Source : La Dépêche.fr - 23 octobre 2014
Toute la puissance du texte de Stefan Zweig enveloppait le public du théâtre de Cahors mercredi soir au sein de petits papiers. «Lettre d'une inconnue» annonce les thèmes favoris de cet illustre auteur, la passion et ses tourments, la folie et le renoncement. En somme, les ingrédients d'une tragédie. C'est sans doute cet élément qui a permis à Christophe Lidon d'adapter la nouvelle au théâtre. Un écrivain volage lit une lettre dans laquelle s'engouffre Sarah Biasini. Elle incarne alors ses propres fantasmes et ses souvenirs d'enfant puis de femme qui idolâtre cet homme de lettres. Le décor est minimaliste : des ampoules luisent fébrilement et servent à créer une dose suffisante d'intimité. Assez pour tenter de comprendre comment cette femme, maîtresse de sa propre destruction, s'inflige de rester une simple anonyme aux yeux de son amant, même une fois mère de leur enfant.

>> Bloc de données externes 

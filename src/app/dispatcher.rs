//! Inbound command dispatcher.
//!
//! Invoked from the radio receive context whenever a frame arrives. Only
//! the first byte is inspected; length and trailing bytes are never
//! validated, and no acknowledgement goes back.

use log::info;

use super::ports::{Indicator, IndicatorPort};
use super::state::SystemState;

/// First byte of an enable frame.
pub const CMD_ENABLE: u8 = b'E';
/// First byte of a disable frame.
pub const CMD_DISABLE: u8 = b'A';

/// Apply one inbound frame to the shared state.
///
/// Unknown or empty frames are silently ignored.
pub fn dispatch(state: &SystemState, hw: &mut impl IndicatorPort, frame: &[u8]) {
    match frame.first() {
        Some(&CMD_ENABLE) => {
            state.enable();
            hw.set_indicator(Indicator::SystemOn, true);
            info!("command: system enabled");
        }
        Some(&CMD_DISABLE) => {
            state.disable();
            hw.set_indicator(Indicator::SystemOn, false);
            info!("command: system disabled");
        }
        _ => {}
    }
}
//! Curtain servo driver (SG90-class, LEDC PWM).
//!
//! Angle is mapped linearly onto the standard 500–2500 µs pulse band over
//! −90°..+90°, at a 50 Hz frame (20 ms period). The LEDC channel runs at
//! 14-bit resolution, so one duty count is ~1.2 µs of pulse width.
//!
//! ## Dual-target design
//!
//! On ESP-IDF: drives the LEDC servo channel via hw_init helpers.
//! On host/test: tracks state in-memory only.

use crate::drivers::hw_init;
use crate::pins;

const MIN_PULSE_US: i32 = 500;
const MAX_PULSE_US: i32 = 2500;
const FRAME_US: i32 = 20_000;
const ANGLE_SPAN_DEG: i32 = 180;

pub struct CurtainServo {
    current_angle: i8,
}

impl CurtainServo {
    pub fn new() -> Self {
        Self { current_angle: 0 }
    }

    /// Command the servo to an absolute angle in degrees (−90..=+90).
    pub fn move_to(&mut self, degrees: i8) {
        hw_init::ledc_set(hw_init::LEDC_CH_SERVO, Self::angle_to_counts(degrees));
        self.current_angle = degrees;
    }

    pub fn current_angle(&self) -> i8 {
        self.current_angle
    }

    /// Pulse width for the angle, expressed in LEDC duty counts.
    fn angle_to_counts(degrees: i8) -> u32 {
        let span = MAX_PULSE_US - MIN_PULSE_US;
        let pulse_us = MIN_PULSE_US + (i32::from(degrees) + 90) * span / ANGLE_SPAN_DEG;
        (pulse_us * (1 << pins::SERVO_PWM_RESOLUTION_BITS) / FRAME_US) as u32
    }
}
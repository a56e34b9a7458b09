//! Sensor drivers.
//!
//! Each driver is dual-target: on ESP-IDF it talks to the real peripheral,
//! on host targets it reads injectable atomics so tests can script values.

pub mod dht;
pub mod light;
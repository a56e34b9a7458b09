//! Hardware adapters — bridge real peripherals to the domain port traits.
//!
//! Each control loop owns its own adapter for the lifetime of the process,
//! so there is no cross-loop contention on a sensor or actuator. The
//! command dispatcher gets a third, indicator-only adapter because it runs
//! in the radio callback context. On non-espidf targets the underlying
//! drivers use cfg-gated simulation stubs.

use crate::app::ports::{
    ClimateReading, ClimateSensorPort, CurtainMotorPort, Indicator, IndicatorPort,
    LightSensorPort,
};
use crate::drivers::indicator::{IndicatorLights, Led};
use crate::drivers::servo::CurtainServo;
use crate::error::SensorError;
use crate::sensors::dht::DhtSensor;
use crate::sensors::light::LightSensor;

fn led_for(which: Indicator) -> Led {
    match which {
        Indicator::SystemOn => Led::System,
        Indicator::Cooling => Led::Cooling,
        Indicator::Heating => Led::Heating,
    }
}

// ── Climate loop hardware ─────────────────────────────────────

/// Peripheral set owned by the climate loop: the DHT11 and the HVAC
/// indicator LEDs.
pub struct ClimateHardware {
    dht: DhtSensor,
    lights: IndicatorLights,
}

impl ClimateHardware {
    pub fn new(dht: DhtSensor) -> Self {
        Self {
            dht,
            lights: IndicatorLights::new(),
        }
    }
}

impl ClimateSensorPort for ClimateHardware {
    fn read(&mut self) -> Result<ClimateReading, SensorError> {
        let r = self.dht.read()?;
        Ok(ClimateReading {
            humidity_pct: r.humidity_pct,
            temperature_c: r.temperature_c,
        })
    }
}

impl IndicatorPort for ClimateHardware {
    fn set_indicator(&mut self, which: Indicator, on: bool) {
        self.lights.set(led_for(which), on);
    }
}

// ── Curtain loop hardware ─────────────────────────────────────

/// Peripheral set owned by the curtain loop: the light ADC and the servo.
pub struct CurtainHardware {
    light: LightSensor,
    servo: CurtainServo,
}

impl CurtainHardware {
    pub fn new(light: LightSensor, servo: CurtainServo) -> Self {
        Self { light, servo }
    }

    /// Last commanded servo angle (boot position until the first cycle).
    pub fn curtain_angle(&self) -> i8 {
        self.servo.current_angle()
    }
}

impl LightSensorPort for CurtainHardware {
    fn read_raw(&mut self) -> u16 {
        self.light.read_raw()
    }
}

impl CurtainMotorPort for CurtainHardware {
    fn set_curtain_angle(&mut self, degrees: i8) {
        self.servo.move_to(degrees);
    }
}

// ── Command dispatcher hardware ───────────────────────────────

/// Indicator-only adapter for the command dispatcher. The underlying GPIO
/// writes are stateless, so a separate instance per context is safe.
pub struct PanelIndicators {
    lights: IndicatorLights,
}

impl PanelIndicators {
    pub fn new() -> Self {
        Self {
            lights: IndicatorLights::new(),
        }
    }
}

impl Default for PanelIndicators {
    fn default() -> Self {
        Self::new()
    }
}

impl IndicatorPort for PanelIndicators {
    fn set_indicator(&mut self, which: Indicator, on: bool) {
        self.lights.set(led_for(which), on);
    }
}
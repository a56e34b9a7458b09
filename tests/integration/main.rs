//! Integration tests for the control loops, reporter, and dispatcher.
//!
//! These run on the host (x86_64) and verify the full cycle from a tick
//! down to actuator calls and wire frames without any real hardware.

mod mock_hw;

mod climate_tests;
mod command_tests;
mod curtain_tests;
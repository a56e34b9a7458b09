//! Inbound command handling and its effect on both loops.

use careclimate::app::climate::ClimateController;
use careclimate::app::curtain::CurtainController;
use careclimate::app::dispatcher;
use careclimate::app::ports::Indicator;
use careclimate::app::state::SystemState;
use careclimate::config::SystemConfig;

use crate::mock_hw::{MockHardware, MockLink};

#[test]
fn enable_then_disable_round_trip() {
    let state = SystemState::new();
    let mut hw = MockHardware::new();

    dispatcher::dispatch(&state, &mut hw, b"E");
    assert!(state.is_enabled());
    assert_eq!(hw.indicator(Indicator::SystemOn), Some(true));

    dispatcher::dispatch(&state, &mut hw, b"A");
    assert!(!state.is_enabled());
    assert_eq!(hw.indicator(Indicator::SystemOn), Some(false));
}

#[test]
fn unknown_frame_changes_nothing() {
    let state = SystemState::new();
    let mut hw = MockHardware::new();

    dispatcher::dispatch(&state, &mut hw, b"X123");

    assert!(!state.is_enabled());
    assert!(hw.calls.is_empty(), "no indicator change on unknown frames");
}

#[test]
fn repeated_enables_are_idempotent() {
    let state = SystemState::new();
    let mut hw = MockHardware::new();

    dispatcher::dispatch(&state, &mut hw, b"E");
    let calls_after_first = hw.calls.len();
    dispatcher::dispatch(&state, &mut hw, b"E");

    assert!(state.is_enabled());
    // The indicator is re-driven to the same value — state is unchanged.
    assert_eq!(hw.indicator(Indicator::SystemOn), Some(true));
    assert_eq!(hw.calls.len(), calls_after_first * 2);
}

#[test]
fn disable_mid_run_zeroes_both_loops_reports() {
    let config = SystemConfig::default();
    let state = SystemState::new();
    let mut climate = ClimateController::new(&config);
    let mut curtain = CurtainController::new(&config);
    let mut panel = MockHardware::new();
    let mut link = MockLink::new();

    dispatcher::dispatch(&state, &mut panel, b"E");

    // Hot and bright while enabled.
    let mut climate_hw = MockHardware::with_climate(55.0, 26.0);
    let mut curtain_hw = MockHardware::with_light_level(3005);
    climate.tick(&state, &mut climate_hw, &mut link);
    curtain.tick(&state, &mut curtain_hw, &mut link);
    assert!(link.frames.contains(&"*T26*".to_owned()));
    assert!(link.frames.contains(&"*M ABIERTA\n*".to_owned()));

    // Disable: both loops fall back to zeroed reports regardless of the
    // unchanged sensor values.
    dispatcher::dispatch(&state, &mut panel, b"A");
    link.frames.clear();
    climate.tick(&state, &mut climate_hw, &mut link);
    curtain.tick(&state, &mut curtain_hw, &mut link);
    assert_eq!(
        link.frames,
        [
            "*H0%*",
            "*I0*",
            "*T0*",
            "*S APAGADO\n*",
            "*C APAGADA\n*",
            "*L 0\n*",
            "*M CERRADA\n*"
        ]
    );
}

Sarah Biasini possède la scène, haletante oscillant entre ivresse et tristesse. Son phrasé enfantin, ironique, brûlant, ou accablé emmène le spectateur dans son univers fait de fanatisme et de souffrance. La lettre s'anime par le lien élastique qui unit les personnages, parfois si proches puis soudainement distants. L'écrivain campé par Frédéric Andrau est cantonné au rôle d'un lecteur figé entre sentiment de culpabilité et d'impuissance. Son interprétation du texte est plus linéaire, parfois très froide, peut-être pour marquer le désarmement d'un homme confronté à une telle déclaration, creusant encore l'antinomie des personnages. Le suspens de Zweig agit subrepticement au fil de la pièce, les mots se tordent avec fatalité jusqu'à la chute aussi annoncée que brutale. Venus échanger avec le public après la pièce, le duo d'acteur est resté assez discret sur sa préparation. Les détails sont pourtant réglés au millimètre, comme cette bretelle de déshabillé qui ne cessent de glisser des épaules de Sarah Biasini lorsque son personnage se met à nue. L'actrice confie qu'elle a dû épuré son jeu au fil des représentations. Si on décèle quelques automatismes, sa performance, subtile malgré un texte si abrupt, a indiscutablement troublé l'audience.